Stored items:

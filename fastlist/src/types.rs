use crate::tween::Easing;

#[derive(Clone, Copy, Debug, PartialEq, Eq)]
#[cfg_attr(feature = "serde", derive(serde::Serialize, serde::Deserialize))]
pub enum ScrollDirection {
    Forward,
    Backward,
}

/// An inclusive range of logical indexes.
#[derive(Clone, Copy, Debug, PartialEq, Eq)]
#[cfg_attr(feature = "serde", derive(serde::Serialize, serde::Deserialize))]
pub struct IndexRange {
    pub first: usize,
    pub last: usize, // inclusive
}

impl IndexRange {
    pub fn new(first: usize, last: usize) -> Self {
        debug_assert!(first <= last, "IndexRange: first={first} > last={last}");
        Self { first, last }
    }

    pub fn contains(&self, index: usize) -> bool {
        index >= self.first && index <= self.last
    }

    /// Number of indexes in the range (never zero).
    pub fn count(&self) -> usize {
        self.last - self.first + 1
    }
}

/// The indexes a render pass wants mounted.
#[derive(Clone, Copy, Debug, PartialEq, Eq)]
#[cfg_attr(feature = "serde", derive(serde::Serialize, serde::Deserialize))]
pub struct Window {
    /// Indexes exactly covering the viewport.
    pub critical: IndexRange,
    /// `critical` plus the look-ahead/behind margin, bounded by `max_item_count`.
    pub prerender: IndexRange,
}

/// Identifies a slot of the mounted item pool. Stable for the lifetime of the element it holds.
#[derive(Clone, Copy, Debug, PartialEq, Eq, PartialOrd, Ord, Hash)]
#[cfg_attr(feature = "serde", derive(serde::Serialize, serde::Deserialize))]
pub struct SlotId(pub u32);

impl SlotId {
    pub(crate) fn idx(self) -> usize {
        self.0 as usize
    }
}

/// Tag handed to [`crate::DataSource::populate_item`].
///
/// When population is deferred, the data source keeps the stamp and hands it back through
/// [`crate::FastList::complete_population`]. Stamps issued for an element that has since been
/// recycled for another index are discarded.
#[derive(Clone, Copy, Debug, PartialEq, Eq)]
#[cfg_attr(feature = "serde", derive(serde::Serialize, serde::Deserialize))]
pub struct PopulateStamp {
    pub slot: SlotId,
    pub index: usize,
    pub generation: u32,
}

#[derive(Clone, Copy, Debug, PartialEq, Eq)]
#[must_use]
pub enum Population {
    /// The element content is final.
    Ready,
    /// Content arrives later; the element shows placeholder content until then.
    Pending,
}

/// Something a completion event can be observed on.
#[derive(Clone, Copy, Debug, PartialEq, Eq)]
#[cfg_attr(feature = "serde", derive(serde::Serialize, serde::Deserialize))]
pub enum Target {
    Container,
    Item(SlotId),
}

#[derive(Clone, Copy, Debug, PartialEq, Eq)]
#[cfg_attr(feature = "serde", derive(serde::Serialize, serde::Deserialize))]
pub enum CompletionEvent {
    TransitionEnd,
    AnimationEnd,
}

/// High-frequency event streams that are bound through the scheduler.
#[derive(Clone, Copy, Debug, PartialEq, Eq)]
#[cfg_attr(feature = "serde", derive(serde::Serialize, serde::Deserialize))]
pub enum Channel {
    Scroll,
    PointerMove,
}

impl Channel {
    pub(crate) const COUNT: usize = 2;

    pub(crate) fn idx(self) -> usize {
        match self {
            Self::Scroll => 0,
            Self::PointerMove => 1,
        }
    }
}

#[derive(Clone, Copy, Debug, PartialEq, Eq)]
#[cfg_attr(feature = "serde", derive(serde::Serialize, serde::Deserialize))]
pub enum PointerKind {
    Down,
    Move,
    Up,
}

/// What the pointer hit, as resolved by the host.
#[derive(Clone, Copy, Debug, PartialEq, Eq)]
#[cfg_attr(feature = "serde", derive(serde::Serialize, serde::Deserialize))]
pub enum PointerTarget {
    /// The drag handle of a mounted item.
    DragHandle(SlotId),
    /// Anywhere else on a mounted item.
    Item(SlotId),
    Container,
}

#[derive(Clone, Copy, Debug, PartialEq, Eq)]
#[cfg_attr(feature = "serde", derive(serde::Serialize, serde::Deserialize))]
pub struct PointerEvent {
    pub kind: PointerKind,
    pub target: PointerTarget,
    /// Page-space vertical coordinate.
    pub y: i64,
    /// Touch identifier; `None` for mouse input.
    pub id: Option<u64>,
    /// Number of active touches (0 for mouse input).
    pub touches: u8,
}

impl PointerEvent {
    pub fn mouse(kind: PointerKind, target: PointerTarget, y: i64) -> Self {
        Self {
            kind,
            target,
            y,
            id: None,
            touches: 0,
        }
    }

    pub fn touch(kind: PointerKind, target: PointerTarget, y: i64, id: u64) -> Self {
        Self {
            kind,
            target,
            y,
            id: Some(id),
            touches: 1,
        }
    }

    pub fn is_multi_touch(&self) -> bool {
        self.touches > 1
    }
}

/// Notifications for the host, drained with [`crate::FastList::drain_events`].
#[derive(Clone, Copy, Debug, PartialEq, Eq)]
#[cfg_attr(feature = "serde", derive(serde::Serialize, serde::Deserialize))]
pub enum ListEvent {
    /// The critical window is visible.
    Rendered,
    /// The full prerender window is populated.
    Complete,
    /// Scroll position returned to exactly 0.
    TopReached,
    /// A click on an item outside of edit mode.
    ItemSelected { index: usize, pointer: PointerEvent },
    /// A record was inserted at the top while the top was scrolled out of view.
    HiddenNewContent,
}

#[derive(Clone, Copy, Debug, PartialEq, Eq)]
#[cfg_attr(feature = "serde", derive(serde::Serialize, serde::Deserialize))]
pub enum Activity {
    Scrolling,
    Idle,
}

#[derive(Clone, Copy, Debug, PartialEq, Eq)]
#[cfg_attr(feature = "serde", derive(serde::Serialize, serde::Deserialize))]
pub enum Lifecycle {
    Constructing,
    /// Phase 1 done: the critical window is mounted.
    InitialRender,
    /// Phase 2 done: the full prerender window is mounted.
    Prerendered,
    Steady(Activity),
    Destroyed,
}

#[derive(Clone, Copy, Debug, PartialEq, Eq)]
#[cfg_attr(feature = "serde", derive(serde::Serialize, serde::Deserialize))]
pub enum TransitionProperty {
    Transform,
    Opacity,
}

/// An inline transition declared on an element.
#[derive(Clone, Copy, Debug, PartialEq, Eq)]
#[cfg_attr(feature = "serde", derive(serde::Serialize, serde::Deserialize))]
pub struct Transition {
    pub property: TransitionProperty,
    pub duration_ms: u64,
    pub easing: Easing,
}

impl Transition {
    pub fn transform(duration_ms: u64, easing: Easing) -> Self {
        Self {
            property: TransitionProperty::Transform,
            duration_ms,
            easing,
        }
    }

    pub fn opacity(duration_ms: u64, easing: Easing) -> Self {
        Self {
            property: TransitionProperty::Opacity,
            duration_ms,
            easing,
        }
    }
}

#[derive(Clone, Copy, Debug, PartialEq, Eq)]
#[cfg_attr(feature = "serde", derive(serde::Serialize, serde::Deserialize))]
pub enum OverlayAnim {
    Reveal,
    Hide,
}

/// Visual state of a mounted item that the host mirrors onto its element.
#[derive(Clone, Copy, Debug, Default, PartialEq, Eq)]
#[cfg_attr(feature = "serde", derive(serde::Serialize, serde::Deserialize))]
pub struct ItemStyle {
    pub transition: Option<Transition>,
    /// Raised z-order plus drop shadow while dragged.
    pub elevated: bool,
    /// Edit mode affordances are shown.
    pub editing: bool,
    /// Newly inserted item, kept hidden until revealed.
    pub fresh: bool,
    pub overlay: Option<OverlayAnim>,
}

#[derive(Clone, Copy, Debug, PartialEq, Eq)]
#[cfg_attr(feature = "serde", derive(serde::Serialize, serde::Deserialize))]
pub enum Overflow {
    Visible,
    Hidden,
    Scroll,
}

#[derive(Clone, Copy, Debug, PartialEq, Eq)]
#[cfg_attr(feature = "serde", derive(serde::Serialize, serde::Deserialize))]
pub struct ContainerStyle {
    pub overflow_x: Overflow,
    pub overflow_y: Overflow,
    /// Height of the scrollable list, so the container can scroll natively.
    pub list_height: u64,
    /// A reorder or insert animation is running.
    pub reordering: bool,
}

impl Default for ContainerStyle {
    fn default() -> Self {
        Self {
            overflow_x: Overflow::Visible,
            overflow_y: Overflow::Visible,
            list_height: 0,
            reordering: false,
        }
    }
}

#[derive(Clone, Copy, Debug, PartialEq, Eq)]
#[must_use]
pub enum InsertOutcome {
    /// Visible items slide down, then the new item is revealed.
    Animated,
    /// Indexes shift without animation; the scroll offset keeps the same content in view.
    Silent,
    /// Only insertion at index 0 is supported.
    Unsupported,
}
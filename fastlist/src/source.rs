use alloc::vec::Vec;

use crate::{PopulateStamp, Population, SectionLayout};

/// The model behind a [`crate::FastList`].
///
/// The data source owns the ordered records and the platform elements. The list only indexes
/// into it: it asks for counts and heights, creates and populates elements through it, and
/// forwards record moves back to it.
///
/// Sections are reported in display order and are never empty. A source without sections
/// returns an empty `sections()` and renders as a single headerless run.
pub trait DataSource {
    /// A platform element (DOM node, widget handle, ...).
    type Element;
    /// Section key, compared to detect which section an item belongs to.
    type Section: Clone + PartialEq + core::fmt::Debug;
    /// A record moved through the mutation hooks.
    type Record;

    fn full_length(&self) -> usize;
    fn item_height(&self) -> u32;
    fn section_header_height(&self) -> u32;

    /// Section keys in display order; empty for an unsectioned list.
    fn sections(&self) -> Vec<Self::Section>;
    fn section_length(&self, section: &Self::Section) -> usize;

    /// Height of a section's items, header excluded.
    fn full_section_height(&self, section: &Self::Section) -> u64 {
        self.section_length(section) as u64 * self.item_height() as u64
    }

    fn section_for(&self, index: usize) -> Option<Self::Section>;
    fn record_at(&self, index: usize) -> Option<&Self::Record>;

    /// Container height, when the source knows it better than the host layout.
    fn viewport_height(&self) -> Option<u32> {
        None
    }

    fn create_item(&mut self) -> Self::Element;
    fn create_section(&mut self) -> Self::Element;

    /// Fills `element` with the record at `index`.
    ///
    /// Returning [`Population::Pending`] leaves the element with placeholder content; the source
    /// keeps `stamp` and reports completion through [`crate::FastList::complete_population`].
    fn populate_item(
        &mut self,
        element: &mut Self::Element,
        index: usize,
        stamp: PopulateStamp,
    ) -> Population;

    fn populate_section(
        &mut self,
        element: &mut Self::Element,
        section: &Self::Section,
        ordinal: usize,
    );

    /// Secondary content (images, ...), skipped while fast scrolling.
    fn populate_item_detail(&mut self, _element: &mut Self::Element, _index: usize) {}

    /// Called before an element with detail content is reused for another index.
    fn unpopulate_item_detail(&mut self, _element: &mut Self::Element) {}

    fn insert_at_index(
        &mut self,
        index: usize,
        record: Self::Record,
        section: Option<&Self::Section>,
    );
    fn replace_at_index(&mut self, index: usize, record: Self::Record) -> Option<Self::Record>;
    fn remove_at_index(&mut self, index: usize) -> Option<Self::Record>;
}

/// Snapshots the shape of `source` into a [`SectionLayout`].
pub fn layout_of<S: DataSource + ?Sized>(source: &S) -> SectionLayout {
    let item_height = source.item_height();
    let sections = source.sections();
    if sections.is_empty() {
        return SectionLayout::flat(source.full_length(), item_height);
    }
    let layout = SectionLayout::sectioned(
        sections.iter().map(|s| source.section_length(s)),
        item_height,
        source.section_header_height(),
    );
    debug_assert_eq!(
        layout.len(),
        source.full_length(),
        "DataSource: section lengths disagree with full_length"
    );
    layout
}
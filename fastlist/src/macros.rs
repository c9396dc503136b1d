#[cfg(feature = "tracing")]
macro_rules! fltrace {
    ($($tt:tt)*) => {
        tracing::trace!(target: "fastlist", $($tt)*)
    };
}

#[cfg(not(feature = "tracing"))]
macro_rules! fltrace {
    ($($tt:tt)*) => {};
}

#[cfg(feature = "tracing")]
macro_rules! fldebug {
    ($($tt:tt)*) => {
        tracing::debug!(target: "fastlist", $($tt)*)
    };
}

#[cfg(not(feature = "tracing"))]
macro_rules! fldebug {
    ($($tt:tt)*) => {};
}

#[cfg(feature = "tracing")]
macro_rules! flwarn {
    ($($tt:tt)*) => {
        tracing::warn!(target: "fastlist", $($tt)*)
    };
}

#[cfg(not(feature = "tracing"))]
macro_rules! flwarn {
    ($($tt:tt)*) => {};
}

/// Whether per-render diagnostics (viewport diagrams) are worth building.
#[cfg(feature = "tracing")]
macro_rules! fltrace_enabled {
    () => {
        tracing::enabled!(target: "fastlist", tracing::Level::TRACE)
    };
}

#[cfg(not(feature = "tracing"))]
macro_rules! fltrace_enabled {
    () => {
        false
    };
}
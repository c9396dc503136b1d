//! A headless virtualized list with element recycling.
//!
//! For drag-to-reorder, see the `fastlist-reorder` crate.
//!
//! The list keeps a bounded pool of item elements (about 2.8 viewports worth) and reassigns
//! them to logical indexes as the viewport moves, so rendering cost follows the viewport rather
//! than the record count. Work is split into phases by a [`Scheduler`]: state writes
//! (mutations), animated changes that wait for a completion event (transitions), and rate-limited
//! input channels (scroll, pointer move).
//!
//! It is UI-agnostic. The host is expected to provide:
//! - a [`DataSource`] that owns the records and creates/populates elements
//! - viewport height and scroll offset changes
//! - completion events (`transitionend` / `animationend`) and a clock
//!
//! and to mirror the exposed item offsets and styles onto its elements.
#![cfg_attr(not(feature = "std"), no_std)]
#![forbid(unsafe_code)]

extern crate alloc;

#[cfg(test)]
extern crate std;

#[macro_use]
mod macros;

mod engine;
mod extension;
mod geometry;
mod list;
mod options;
mod pool;
mod scheduler;
mod source;
mod tween;
mod types;
mod window;

#[cfg(test)]
mod tests;

pub use engine::SectionHeader;
pub use extension::{Extension, ExtensionId, ListContext};
pub use geometry::{Geometry, SectionLayout};
pub use list::FastList;
pub use options::FastListOptions;
pub use pool::{MountedItem, MountedPool};
pub use scheduler::{Scheduler, SchedulerMode, Ticket};
pub use source::{DataSource, layout_of};
pub use tween::{Easing, Tween};
pub use types::{
    Activity, Channel, CompletionEvent, ContainerStyle, IndexRange, InsertOutcome, ItemStyle,
    Lifecycle, ListEvent, Overflow, OverlayAnim, PointerEvent, PointerKind, PointerTarget,
    PopulateStamp, Population, ScrollDirection, SlotId, Target, Transition, TransitionProperty,
    Window,
};
pub use window::{compute_window, recyclable, viewport_diagram};
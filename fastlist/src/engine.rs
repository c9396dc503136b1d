use alloc::vec::Vec;

use crate::scheduler::{Await, Task};
use crate::source::layout_of;
#[cfg(feature = "tracing")]
use crate::window::viewport_diagram;
use crate::window::{compute_window, initial_range, leading_edge, recyclable};
use crate::{
    Activity, Channel, CompletionEvent, ContainerStyle, DataSource, Easing, FastListOptions,
    Geometry, Lifecycle, ListEvent, MountedItem, MountedPool, Overflow, OverlayAnim, PopulateStamp,
    Population, Scheduler, SectionLayout, SlotId, Target, Transition, TransitionProperty, Tween,
    Window,
};

/// Work the controller schedules on itself.
#[derive(Clone, Copy, Debug, PartialEq, Eq)]
pub(crate) enum ListTask {
    /// Container geometry, sections, critical window.
    Phase1,
    /// The full prerender window.
    Phase2,
    ReloadData,
    InsertOnTop { keep_scroll: bool },
    PushDown,
    CleanInlineStyles,
    RevealNew,
    FinishInsert,
    EditStyles { editing: bool },
    RevealPopulated { slot: SlotId, generation: u32 },
    Tweak {
        slot: SlotId,
        tweak: i64,
        transition: Transition,
    },
    ClearTransition { slot: SlotId },
}

/// How a finished task settles its ticket.
#[derive(Clone, Copy, Debug, PartialEq, Eq)]
pub(crate) enum Settle {
    /// Whatever the task was scheduled with.
    AsScheduled,
    Now,
    Wait(Await),
}

#[derive(Clone, Copy, Debug, PartialEq, Eq)]
pub(crate) enum RenderScope {
    Critical,
    /// First full pass: a whole budget from the window start.
    Initial,
    Prerender,
}

/// A mounted section header.
#[derive(Clone, Debug)]
pub struct SectionHeader<E, K> {
    pub(crate) element: E,
    pub(crate) key: K,
    pub(crate) ordinal: usize,
    pub(crate) top: u64,
    pub(crate) height: u64,
}
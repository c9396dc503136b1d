// Example: a record arrives at the top while the host plays the slide-down/reveal animation.
use fastlist::{
    DataSource, FastList, FastListOptions, InsertOutcome, PopulateStamp, Population, Target,
};

#[derive(Default)]
struct Inbox {
    subjects: Vec<String>,
}

impl DataSource for Inbox {
    type Element = String;
    type Section = ();
    type Record = String;

    fn full_length(&self) -> usize {
        self.subjects.len()
    }

    fn item_height(&self) -> u32 {
        72
    }

    fn section_header_height(&self) -> u32 {
        0
    }

    fn sections(&self) -> Vec<()> {
        Vec::new()
    }

    fn section_length(&self, _section: &()) -> usize {
        0
    }

    fn section_for(&self, _index: usize) -> Option<()> {
        None
    }

    fn record_at(&self, index: usize) -> Option<&String> {
        self.subjects.get(index)
    }

    fn create_item(&mut self) -> String {
        String::new()
    }

    fn create_section(&mut self) -> String {
        String::new()
    }

    fn populate_item(
        &mut self,
        element: &mut String,
        index: usize,
        _stamp: PopulateStamp,
    ) -> Population {
        element.clone_from(&self.subjects[index]);
        Population::Ready
    }

    fn populate_section(&mut self, _element: &mut String, _section: &(), _ordinal: usize) {}

    fn insert_at_index(&mut self, index: usize, record: String, _section: Option<&()>) {
        self.subjects.insert(index, record);
    }

    fn replace_at_index(&mut self, index: usize, record: String) -> Option<String> {
        let slot = self.subjects.get_mut(index)?;
        Some(std::mem::replace(slot, record))
    }

    fn remove_at_index(&mut self, index: usize) -> Option<String> {
        (index < self.subjects.len()).then(|| self.subjects.remove(index))
    }
}

fn main() {
    let inbox = Inbox {
        subjects: (0..200).map(|i| format!("Message {i}")).collect(),
    };
    let mut list = FastList::new(inbox, FastListOptions::new(720));
    list.drain_events();

    list.source_mut().subjects.insert(0, "Fresh message".into());
    let outcome = list.inserted_at_index(0);
    assert_eq!(outcome, InsertOutcome::Animated);

    // The host paints offsets and reports transitionend for each awaited element.
    let mut now_ms = 0;
    while list.container().reordering {
        now_ms += 50;
        let awaited: Vec<_> = list
            .pool()
            .iter()
            .filter(|(_, item)| item.style().transition.is_some())
            .map(|(slot, _)| slot)
            .collect();
        if let Some(&slot) = awaited.first() {
            println!(
                "t={now_ms} animating={} offset_of_first={:?}",
                awaited.len(),
                list.item_offset_at(slot, now_ms)
            );
            list.transition_end(Target::Item(slot));
        }
        list.tick(now_ms);
    }

    let top = list.pool().item_at(0).map(|it| it.element().clone());
    println!("top={top:?} events={:?}", list.drain_events());

    // Scrolled away from the top, insertions are silent and keep the content in place.
    list.on_scroll(3_000, now_ms);
    list.source_mut().subjects.insert(0, "Another one".into());
    println!(
        "outcome={:?} scroll_top={} events={:?}",
        list.inserted_at_index(0),
        list.scroll_top(),
        list.drain_events()
    );
}
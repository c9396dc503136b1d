use alloc::string::String;
use alloc::vec::Vec;
use core::cmp;

use crate::{Geometry, IndexRange, SectionLayout, Window};

/// Computes the critical and prerender windows for the current geometry.
///
/// The prerender margin (`max_item_count - critical_len`) is split asymmetrically:
/// `switch_window` slots behind the direction of travel, the remainder ahead of it.
///
/// Returns `None` for an empty list.
pub fn compute_window(layout: &SectionLayout, geo: &Geometry) -> Option<Window> {
    let last = layout.last_index()?;
    let top = geo.top_position;
    let c_start = layout.index_at_position(top);
    let c_end = layout
        .index_at_position(top.saturating_add(geo.viewport_height as u64))
        .max(c_start);
    let critical = IndexRange::new(c_start, c_end);

    let can_prerender = geo.max_item_count.saturating_sub(critical.count());
    let behind = cmp::min(geo.switch_window, can_prerender);
    let ahead = can_prerender - behind;

    let (before, after) = if geo.forward {
        (behind, ahead)
    } else {
        (ahead, behind)
    };
    let start = c_start.saturating_sub(before);
    let end = cmp::min(last, c_end.saturating_add(after));

    Some(Window {
        critical,
        prerender: IndexRange::new(start, end),
    })
}

/// The very first full render mounts a whole budget's worth of items from the window start.
pub fn initial_range(window: &Window, geo: &Geometry, last: usize) -> IndexRange {
    let start = window.prerender.first;
    let budget = geo.max_item_count.max(1);
    let end = cmp::min(last, start.saturating_add(budget).saturating_sub(1));
    IndexRange::new(start, end.max(window.prerender.last.min(last)))
}

/// Index where new demand appears: the end of the range when moving forward, the start
/// otherwise.
pub fn leading_edge(range: &IndexRange, forward: bool) -> usize {
    if forward { range.last } else { range.first }
}

/// Orders mounted indexes outside `keep` for reuse.
///
/// The returned stack is sorted by distance to `edge`, ascending, so that `pop()` hands out
/// the element furthest from where new items are needed (the ones scrolled past) first.
/// Equal distances pop the higher index first.
pub fn recyclable(
    mounted: impl IntoIterator<Item = usize>,
    keep: &IndexRange,
    edge: usize,
) -> Vec<usize> {
    let mut out: Vec<usize> = mounted
        .into_iter()
        .filter(|&i| !keep.contains(i))
        .collect();
    out.sort_unstable_by_key(|&i| (i.abs_diff(edge), i));
    out
}

/// ASCII rendering of the pool against the windows, for trace logs.
///
/// `[v]` / `[^]` marks the direction, `|` the prerender bounds, `[` `]` the critical bounds,
/// `x` a mounted index and `-` a hole.
pub fn viewport_diagram(
    is_mounted: impl Fn(usize) -> bool,
    upto: usize,
    forward: bool,
    window: &Window,
) -> String {
    let mut s = String::from(if forward { "[v]" } else { "[^]" });
    for i in 0..upto {
        if i == window.prerender.first {
            s.push('|');
        }
        if i == window.critical.first {
            s.push('[');
        }
        s.push(if is_mounted(i) { 'x' } else { '-' });
        if i == window.critical.last {
            s.push(']');
        }
        if i == window.prerender.last {
            s.push('|');
        }
    }
    s
}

■ What is required: Give back the lines of the data exactly as they are written, from the first line through the line containing "plus the look-ahead/behind".

■ Response to this task:
filename fastlist/src/types.rs
use crate::tween::Easing;

#[derive(Clone, Copy, Debug, PartialEq, Eq)]
#[cfg_attr(feature = "serde", derive(serde::Serialize, serde::Deserialize))]
pub enum ScrollDirection {
    Forward,
    Backward,
}

/// An inclusive range of logical indexes.
#[derive(Clone, Copy, Debug, PartialEq, Eq)]
#[cfg_attr(feature = "serde", derive(serde::Serialize, serde::Deserialize))]
pub struct IndexRange {
    pub first: usize,
    pub last: usize, // inclusive
}

impl IndexRange {
    pub fn new(first: usize, last: usize) -> Self {
        debug_assert!(first <= last, "IndexRange: first={first} > last={last}");
        Self { first, last }
    }

    pub fn contains(&self, index: usize) -> bool {
        index >= self.first && index <= self.last
    }

    /// Number of indexes in the range (never zero).
    pub fn count(&self) -> usize {
        self.last - self.first + 1
    }
}

/// The indexes a render pass wants mounted.
#[derive(Clone, Copy, Debug, PartialEq, Eq)]
#[cfg_attr(feature = "serde", derive(serde::Serialize, serde::Deserialize))]
pub struct Window {
    /// Indexes exactly covering the viewport.
    pub critical: IndexRange,
    /// `critical` plus the look-ahead/behind margin, bounded by `max_item_count`.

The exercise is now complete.